I suggest to keep it simple for now: when --gtest_repeat and
--gtest_shuffle are both specified, we always re-shuffle in each
iteration. If you don't think the flakiness is related to test
ordering, use --gtest_repeat alone; otherwise use both flags. If it
turns out that people really need the "shuffle once" behavior, we'll
then do something.
> Using the Julian date is not compelling to me. The person might test
> all day, check in, then have the test fail the next day. Why not use a
> different seed each run? As long as the seed is logged and there is an
> option to set the seed, this would be the most reliable way of quickly
> finding a problem that is due to test order.
Sounds good.
--
Zhanyong
> Like Dean, I'd prefer to use a different seed on every iteration, to
> maximize randomness in the hope of catching a problem. I'd even like to be
> able to manually run a test a few times in a row, with it shuffled
> differently each time, without having to resort to using --gtest-random_seed
> or --gtest_repeat. If the user uncovers a bug via --gtest_shuffle, he can
> easily rerun the test using --gtest_random_seed; this should provide short
> term stability if needed.
>
> (Using the Julian date as the default seed and calling srand(default_seed +
> iteration_number) with --gtest_repeat seems a particularly bad combination,
> since it means that repeating will only use seeds from future dates and
> you'll likely see fewer unique seeds.)
OK. I'm convinced.
> Reshuffling on every iteration is good.

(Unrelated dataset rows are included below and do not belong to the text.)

//! Error types for the provider
//!
//! Every failure is terminal for the current operation. Resource handlers
//! wrap API errors with [`Error::context`] so the operator sees which step
//! failed, e.g. `Couldn't find SakuraCloud DNS resource: Resource not found: ...`.

use std::time::Duration;
use thiserror::Error;

/// Result type alias for provider operations
pub type Result<T> = std::result::Result<T, Error>;

/// Core error type for the provider
#[derive(Error, Debug)]
pub enum Error {
    /// Configuration errors
    #[error("Configuration error: {0}")]
    Config(String),

    /// Attribute validation failed before any API call was made
    #[error("Invalid input: {0}")]
    InvalidInput(String),

    /// Remote resource (or record inside a zone) does not exist
    #[error("Resource not found: {0}")]
    NotFound(String),

    /// A record equal in (name, type, value, ttl) already exists in the zone
    #[error("Duplicate DNS record: {0}")]
    Duplicate(String),

    /// Data source filter matched nothing
    #[error("Your query returned no results. Please change your filters and try again.")]
    NoResults,

    /// The API rejected the request
    #[error("API error ({status}): {message}")]
    Api {
        /// HTTP status code
        status: u16,
        /// Message returned by the API
        message: String,
    },

    /// Transport-level HTTP errors
    #[error("HTTP error: {0}")]
    Http(String),

    /// Authentication errors
    #[error("Authentication failed: {0}")]
    Authentication(String),

    /// Rate limiting errors
    #[error("Rate limited: {0}")]
    RateLimited(String),

    /// The remote object changed underneath the request
    #[error("Conflict: {0}")]
    Conflict(String),

    /// Operation exceeded its configured timeout
    #[error("Operation timed out after {0:?}")]
    Timeout(Duration),

    /// Operation or type not supported by a handler
    #[error("Unsupported: {0}")]
    Unsupported(String),

    /// JSON serialization/deserialization errors
    #[error("JSON error: {0}")]
    Json(#[from] serde_json::Error),

    /// I/O errors (fixture files)
    #[error("I/O error: {0}")]
    Io(#[from] std::io::Error),

    /// An error annotated with the step that produced it
    #[error("{message}: {source}")]
    Context {
        /// Human readable description of the failed step
        message: String,
        /// Underlying error
        #[source]
        source: Box<Error>,
    },
}

impl Error {
    /// Create a configuration error
    pub fn config(msg: impl Into<String>) -> Self {
        Self::Config(msg.into())
    }

    /// Create an invalid input error
    pub fn invalid_input(msg: impl Into<String>) -> Self {
        Self::InvalidInput(msg.into())
    }

    /// Create a "not found" error
    pub fn not_found(msg: impl Into<String>) -> Self {
        Self::NotFound(msg.into())
    }

    /// Create a duplicate record error
    pub fn duplicate(msg: impl Into<String>) -> Self {
        Self::Duplicate(msg.into())
    }

    /// Create an API error
    pub fn api(status: u16, message: impl Into<String>) -> Self {
        Self::Api {
            status,
            message: message.into(),
        }
    }

    /// Create an HTTP error
    pub fn http(msg: impl Into<String>) -> Self {
        Self::Http(msg.into())
    }

    /// Create an authentication error
    pub fn auth(msg: impl Into<String>) -> Self {
        Self::Authentication(msg.into())
    }

    /// Create a rate limit error
    pub fn rate_limited(msg: impl Into<String>) -> Self {
        Self::RateLimited(msg.into())
    }

    /// Create a conflict error
    pub fn conflict(msg: impl Into<String>) -> Self {
        Self::Conflict(msg.into())
    }

    /// Create an unsupported-operation error
    pub fn unsupported(msg: impl Into<String>) -> Self {
        Self::Unsupported(msg.into())
    }

    /// Wrap an error with a description of the failed step
    pub fn context(message: impl Into<String>, source: Error) -> Self {
        Self::Context {
            message: message.into(),
            source: Box::new(source),
        }
    }

    /// The innermost error, skipping every [`Error::Context`] layer
    pub fn root(&self) -> &Error {
        match self {
            Error::Context { source, .. } => source.root(),
            other => other,
        }
    }

    /// True when the root cause is a missing resource or record
    pub fn is_not_found(&self) -> bool {
        matches!(self.root(), Error::NotFound(_))
    }

    /// True when the root cause is a duplicate record
    pub fn is_duplicate(&self) -> bool {
        matches!(self.root(), Error::Duplicate(_))
    }
}

/// Extension for attaching step descriptions to results
pub trait ResultExt<T> {
    /// Wrap the error (if any) with `message`
    fn context(self, message: impl Into<String>) -> Result<T>;
}

impl<T> ResultExt<T> for Result<T> {
    fn context(self, message: impl Into<String>) -> Result<T> {
        self.map_err(|e| Error::context(message, e))
    }
}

> I was under the impression that calling srand() multiple times reduces
> randomness, but I couldn't find definitive statements to that effect while
> Googling, and it may not matter for these purposes anyway. Calling srand()
> each time has the advantage of letting you repeat a particular iteration and
> skip the prior iterations if you want to, so that's probably a good thing.
> Given the purpose of shuffling, an iteration's results could depend on the
> order in which previous iterations' tests were run. Therefore, either the
> XML output should contain both the random seed and the iteration number, or
> the XML outputter should be changed to store the results of every iteration,
> so that the user can predictably repeat a sequence of shuffled iterations if
> needed.
The test result can potentially depend on many things that aren't
under our control (e.g. the current time, the machine load, the
network latency, etc). We cannot possibly record the entire
environment and replay the test. Instead, we try to find a sweat
point that is practical and gives us enough benefit in the common
case. I think recording the result of all previous iteration is an
over kill in most cases and makes the average user experience worse.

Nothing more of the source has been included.